Мистер Пристли ошарашенно молчал, глядя на собеседника. Он так и не открывал глаз, смотря картинки своей жуткой истории.

Анатолий продолжил.

– Несколько дней я ещё оставался в той камере. Видел ещё несколько сожжений. Старался не слушать. Нас там уже было много. Затем пепел все таки вынесли на улицу. И это мучение прекратилось. Связь с пеплом ослабевала, и скоро я уже мог отойти от него, полетать, посмотреть на мир с высоты полёта птицы… Но покинуть окончательно то место я не мог. Будто за штаны обратно тянуло, пружинило. Я хотел повидать Анну, узнать, что с ней, жива ли она… Но не мог. А потом меня засосало.

– Как понять – засосало?

– Как воду шприцем. Я не могу объяснить. Хлопок, потянуло, чуть не разорвало, а потом я в другом месте. Вот я здесь, а вот я… Там. На том свете стало быть.

– И что там было?

– Там были все. Знаете, наверное буддисты одни из первых примерно догадались, что же нас ждёт в жизни загробной. В современных терминах учёные бы это назвали общим информационным полем. И каждая душа – часть его. Когда меня засосало, я оказался… Как бы так сказать… На своём месте. И я знал всех, кто там был. Я мог будто бы потянуться духом к другой душе, и понять, кто это, знал ли я его, хорошим он был или нет… Не всю жизнь, только впечатления от земного опыта. Там я обнаружил двоих старших братьев. Как я понял, они тоже погибли на войне, немногим раньше меня. Они тоже меня узнали.

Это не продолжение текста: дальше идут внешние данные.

//! Backing stores for an image.
//! A block device only knows about bytes; block geometry is applied by the block store on top of it.

use std::fs::{File, OpenOptions};
use std::io::{self, Read, Seek, SeekFrom, Write};
use std::path::{Path, PathBuf};
use std::sync::{Mutex, MutexGuard};

use log::warn;

use crate::error::Result;

pub trait BlockDevice: Send + Sync {
    /// Identifier of the backing store, e.g. the host path of an image file.
    fn id(&self) -> String;

    /// Current length of the backing store in bytes.
    fn size(&self) -> Result<u64>;

    /// Creates the backing store if needed and resizes it to exactly `len` zero bytes.
    /// Previous content is discarded.
    fn reset(&self, len: u64) -> Result<()>;

    /// Reads up to `buf.len()` bytes starting at `offset`.
    /// A short count means the end of the store was reached.
    fn read_at(&self, offset: u64, buf: &mut [u8]) -> Result<usize>;

    /// Writes `buf` starting at `offset` and returns the number of bytes written.
    fn write_at(&self, offset: u64, buf: &[u8]) -> Result<usize>;

    /// Makes previous writes durable.
    fn flush(&self) -> Result<()> {
        Ok(())
    }
}

/// Reads until `buf` is full or the file ends.
fn read_full(file: &mut File, buf: &mut [u8]) -> io::Result<usize> {
    let mut total = 0;
    while total < buf.len() {
        match file.read(&mut buf[total..]) {
            Ok(0) => break,
            Ok(n) => total += n,
            Err(e) if e.kind() == io::ErrorKind::Interrupted => continue,
            Err(e) => return Err(e),
        }
    }
    Ok(total)
}

fn reset_file(path: &Path, len: u64) -> io::Result<File> {
    let file = OpenOptions::new()
        .read(true)
        .write(true)
        .create(true)
        .truncate(true)
        .open(path)?;
    file.set_len(len)?;
    Ok(file)
}

/// Image file that is opened and closed again on every access.
/// Nothing stays open between calls, so dropping it needs no cleanup.
#[derive(Debug, Clone)]
pub struct ImageFile {
    path: PathBuf,
}

impl ImageFile {
    pub fn new(path: impl AsRef<Path>) -> Self {
        Self {
            path: path.as_ref().to_path_buf(),
        }
    }

    pub fn path(&self) -> &Path {
        &self.path
    }
}

impl BlockDevice for ImageFile {
    fn id(&self) -> String {
        self.path.display().to_string()
    }

    fn size(&self) -> Result<u64> {
        Ok(std::fs::metadata(&self.path)?.len())
    }

    fn reset(&self, len: u64) -> Result<()> {
        reset_file(&self.path, len)?;
        Ok(())
    }

    fn read_at(&self, offset: u64, buf: &mut [u8]) -> Result<usize> {
        let mut file = File::open(&self.path)?;
        file.seek(SeekFrom::Start(offset))?;
        Ok(read_full(&mut file, buf)?)
    }

    fn write_at(&self, offset: u64, buf: &[u8]) -> Result<usize> {
        let mut file = OpenOptions::new().read(true).write(true).open(&self.path)?;
        file.seek(SeekFrom::Start(offset))?;
        file.write_all(buf)?;
        Ok(buf.len())
    }
}

/// Image file kept open for the whole session.
/// Pending writes are synced by `flush` and again when the device is dropped.
#[derive(Debug)]
pub struct SessionImageFile {
    path: PathBuf,
    inner: Mutex<File>,
}

impl SessionImageFile {
    /// Opens an existing image for reading and writing.
    pub fn open(path: impl AsRef<Path>) -> Result<Self> {
        let path = path.as_ref().to_path_buf();
        let file = OpenOptions::new().read(true).write(true).open(&path)?;
        Ok(Self {
            path,
            inner: Mutex::new(file),
        })
    }

    /// Opens the image, creating an empty file if it does not exist yet.
    /// Use this before formatting.
    pub fn create(path: impl AsRef<Path>) -> Result<Self> {
        let path = path.as_ref().to_path_buf();
        let file = OpenOptions::new()
            .read(true)
            .write(true)
            .create(true)
            .truncate(false)
            .open(&path)?;
        Ok(Self {
            path,
            inner: Mutex::new(file),
        })
    }

    pub fn path(&self) -> &Path {
        &self.path
    }

    fn lock(&self) -> io::Result<MutexGuard<'_, File>> {
        self.inner
            .lock()
            .map_err(|_| io::Error::other("image file lock poisoned"))
    }
}

impl BlockDevice for SessionImageFile {
    fn id(&self) -> String {
        self.path.display().to_string()
    }

    fn size(&self) -> Result<u64> {
        Ok(self.lock()?.metadata()?.len())
    }

    fn reset(&self, len: u64) -> Result<()> {
        let file = self.lock()?;
        file.set_len(0)?;
        file.set_len(len)?;
        Ok(())
    }

    fn read_at(&self, offset: u64, buf: &mut [u8]) -> Result<usize> {
        let mut file = self.lock()?;
        file.seek(SeekFrom::Start(offset))?;
        Ok(read_full(&mut file, buf)?)
    }

    fn write_at(&self, offset: u64, buf: &[u8]) -> Result<usize> {
        let mut file = self.lock()?;
        file.seek(SeekFrom::Start(offset))?;
        file.write_all(buf)?;
        Ok(buf.len())
    }

    fn flush(&self) -> Result<()> {
        let mut file = self.lock()?;
        file.flush()?;
        file.sync_data()?;
        Ok(())
    }
}

impl Drop for SessionImageFile {
    fn drop(&mut self) {
        if let Ok(file) = self.inner.get_mut() {
            if let Err(e) = file.sync_data() {
                warn!("failed to sync {} on close: {}", self.path.display(), e);
            }
        }
    }
}
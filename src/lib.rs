//! Minifat is a tiny block-structured virtual disk kept in a single host file.
//! For simplicity, there is one flat directory and no permissions, timestamps or journaling.
//!
//! Image layout:
//! - Block 0: block size, block count and the block-type map (one tag byte per block)
//! - File entry blocks: one file record each (name, size, data block ids)
//! - Data blocks: raw file content
//!
//! There is no on-disk index: loading scans the block map for file entry blocks
//! and rebuilds every record from them.
//!
//! Minifat's layers (from bottom to top):
//! 1. Block Device: byte access to the backing store.        | Host file, per call or per session
//! 2. Block Store: (block, offset, length) regions.          | Never crosses a block boundary
//! 3. Block Map: allocation tags for every block.            | In memory until saved
//! 4. Directory: file records and the load-time scan.        | One record per entry block
//! 5. File: content spread over a record's data blocks.      | Size and block ids in memory until saved
//! 6. FileSystem: the handle tying the layers together.      | One owner per image

mod config;
mod block_dev;
mod block_io;
mod structs;
mod block_map;
mod superblock;
mod directory;
mod file;
mod fs;
mod error;

pub use block_dev::{BlockDevice, ImageFile, SessionImageFile};
pub use block_io::{read_block_region, write_block_region};
pub use block_map::{alloc_block, check_freeable, find_empty_block, free_block};
pub use config::*;
pub use superblock::*;
pub use structs::*;
pub use directory::*;
pub use fs::*;
pub use error::FsError as Error;
pub use error::Result;
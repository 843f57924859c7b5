use thiserror::Error;

#[derive(Debug, Error)]
pub enum FsError {
    #[error("backing store I/O failed: {0}")]
    Io(#[from] std::io::Error),
    #[error("filesystem is full")]
    OutOfSpace,
    #[error("region out of bounds: block {block_id}, offset {offset}, length {len}")]
    OutOfBounds {
        block_id: u32,
        offset: usize,
        len: usize,
    },
    #[error("invalid block id {0}")]
    InvalidBlockId(u32),
    #[error("invalid block type tag {0:#04x}")]
    InvalidBlockType(u8),
    #[error("invalid argument: {0}")]
    InvalidArgument(&'static str),
    #[error("invalid geometry: block size {block_size}, block count {block_count}")]
    InvalidGeometry { block_size: u32, block_count: u32 },
    #[error("invalid superblock: {0}")]
    InvalidSuperBlock(String),
    #[error("corrupted file entry in block {block_id}: {detail}")]
    CorruptedEntry { block_id: u32, detail: String },
    #[error("file record no longer fits in its entry block")]
    FileTooLarge,
    #[error("invalid file name")]
    InvalidFileName,
    #[error("file not found")]
    NotFound,
    #[error("file already exists")]
    AlreadyExists,
}

impl FsError {
    /// Whether the session can continue after this error.
    /// I/O failures and on-disk corruption leave nothing sensible to continue with.
    pub fn is_recoverable(&self) -> bool {
        matches!(
            self,
            FsError::OutOfSpace
                | FsError::OutOfBounds { .. }
                | FsError::InvalidBlockId(_)
                | FsError::InvalidArgument(_)
                | FsError::InvalidGeometry { .. }
                | FsError::FileTooLarge
                | FsError::InvalidFileName
                | FsError::NotFound
                | FsError::AlreadyExists
        )
    }
}

pub type Result<T> = core::result::Result<T, FsError>;
//! The header in block 0: block size, block count and the block-type map.

use crate::block_io::write_exact;
use crate::config::*;
use crate::error::FsError;
use crate::{BlockDevice, BlockType, Result, SuperBlock};

fn invalid(detail: impl Into<String>) -> FsError {
    FsError::InvalidSuperBlock(detail.into())
}

pub fn read_superblock(device: &impl BlockDevice) -> Result<SuperBlock> {
    let mut fixed = [0u8; HEADER_FIXED_LEN];
    if device.read_at(0, &mut fixed)? != HEADER_FIXED_LEN {
        return Err(invalid("image is shorter than the header"));
    }
    let block_size = u32::from_le_bytes([fixed[0], fixed[1], fixed[2], fixed[3]]);
    let block_count = u32::from_le_bytes([fixed[4], fixed[5], fixed[6], fixed[7]]);

    // Check everything the header claims before sizing anything after it.
    if !SuperBlock::geometry_fits(block_size, block_count) {
        return Err(invalid(format!(
            "unusable geometry: block size {}, block count {}",
            block_size, block_count
        )));
    }
    let expected_len = block_size as u64 * block_count as u64;
    let actual_len = device.size()?;
    if actual_len != expected_len {
        return Err(invalid(format!(
            "image is {} bytes, header describes {}",
            actual_len, expected_len
        )));
    }

    let mut superblock = SuperBlock::new(block_size, block_count)?;
    let mut tags = vec![0u8; block_count as usize];
    if device.read_at(HEADER_FIXED_LEN as u64, &mut tags)? != tags.len() {
        return Err(invalid("block map is truncated"));
    }
    for (i, &tag) in tags.iter().enumerate() {
        superblock.block_map[i] = BlockType::try_from(tag)
            .map_err(|_| invalid(format!("block {} has unknown tag {:#04x}", i, tag)))?;
    }
    if superblock.block_map[SUPERBLOCK_ID as usize] != BlockType::Metadata {
        return Err(invalid("block 0 is not tagged as metadata"));
    }

    Ok(superblock)
}

pub fn write_superblock(device: &impl BlockDevice, superblock: &SuperBlock) -> Result<()> {
    debug_assert_eq!(superblock.block_map.len(), superblock.block_count as usize);
    let mut buf = Vec::with_capacity(superblock.header_len());
    buf.extend_from_slice(&superblock.block_size.to_le_bytes());
    buf.extend_from_slice(&superblock.block_count.to_le_bytes());
    buf.extend(superblock.block_map.iter().map(|&t| u8::from(t)));
    write_exact(device, 0, &buf)
}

Я искал. Искал среди них Анну. Её не было там. Это вселяло надежду, что она жива.

Потом я стал понимать, что это за место. Это информационное поле затирало прошлые жизни тех, кто туда попал. Их опыт, знания уходили в базу… В общий коллективный разум? Как это назвать? Каждая душа понемногу, делясь с другими опытом своей жизни, по крупице растворяла память о ней. Очищалась. Отпускала прошлое. Готовилась к новому рождению.

Я не смог очиститься. Нет, не так. Я не хотел очищаться!!! Я хотел вернуться к моей Анне. Узнать, что с ней стало. Боже, как же я её любил… Эта любовь и ярость от несправедливой смерти не дали мне забыть мою жизнь. Я держался за неё всеми силами, не давал этой матрице меня поглотить!

А потом пришло время снова родиться.

– И вы помните, как это было?

– Я помню всё. Ошибочно полагать, что для памяти нужен лишь мозг. Он, конечно, нужен, и если мозг повредить – память нарушится. Но душа помнит все. Опыт записывается не в мозг. Так что когда умрёте, вспомните меня ещё. Будете стоять над своим "упавшим пальто" весьма растерянным и думать: "И это всё?!". И это будет всё.

Я не знал, сколько времени я провисел, как икринка в брюхе у рыбы, но пришла пора, и меня отделили. Новая жизнь должна была стать подарком, избавлением. Тем, кто мучился при смерти, давали новую, счастливую жизнь. Даровали здоровье, любовь, полную семью… Конечно, это было подарком лишь для тех, кто очистился, кто был готов снова воплотиться. Сейчас я понимаю, что не был готов.

Странно было осознавать, но чувства были, будто я снова прохожу через шприц, но только теперь в обратном направлении. И меня сжало. В маааааленькую точку. Ровно в момент слияния гамет моих новых мамы и папы. И стало тесно, темно и непонятно.

Так можете и передать всем, кто делает аборты: душа у зародыша есть уже в момент зачатия. Но органов чувств ещё нет.

Чувства и ощущения стали приходить позднее. Сколько времени прошло? Не знаю, в животеу Миранды не было ни часов, ни календаря. Сначала я ощутил тепло. Потом к нему добавился слух. И я стал ощущать приглушённые шумы и бульканья, сердце моей новой мамы… Я не помнил этого с моей другой мамой, которая осталась в России, ждать меня с войны. Это был будто новый опыт. Будоражило, пугало и радовало одновременно.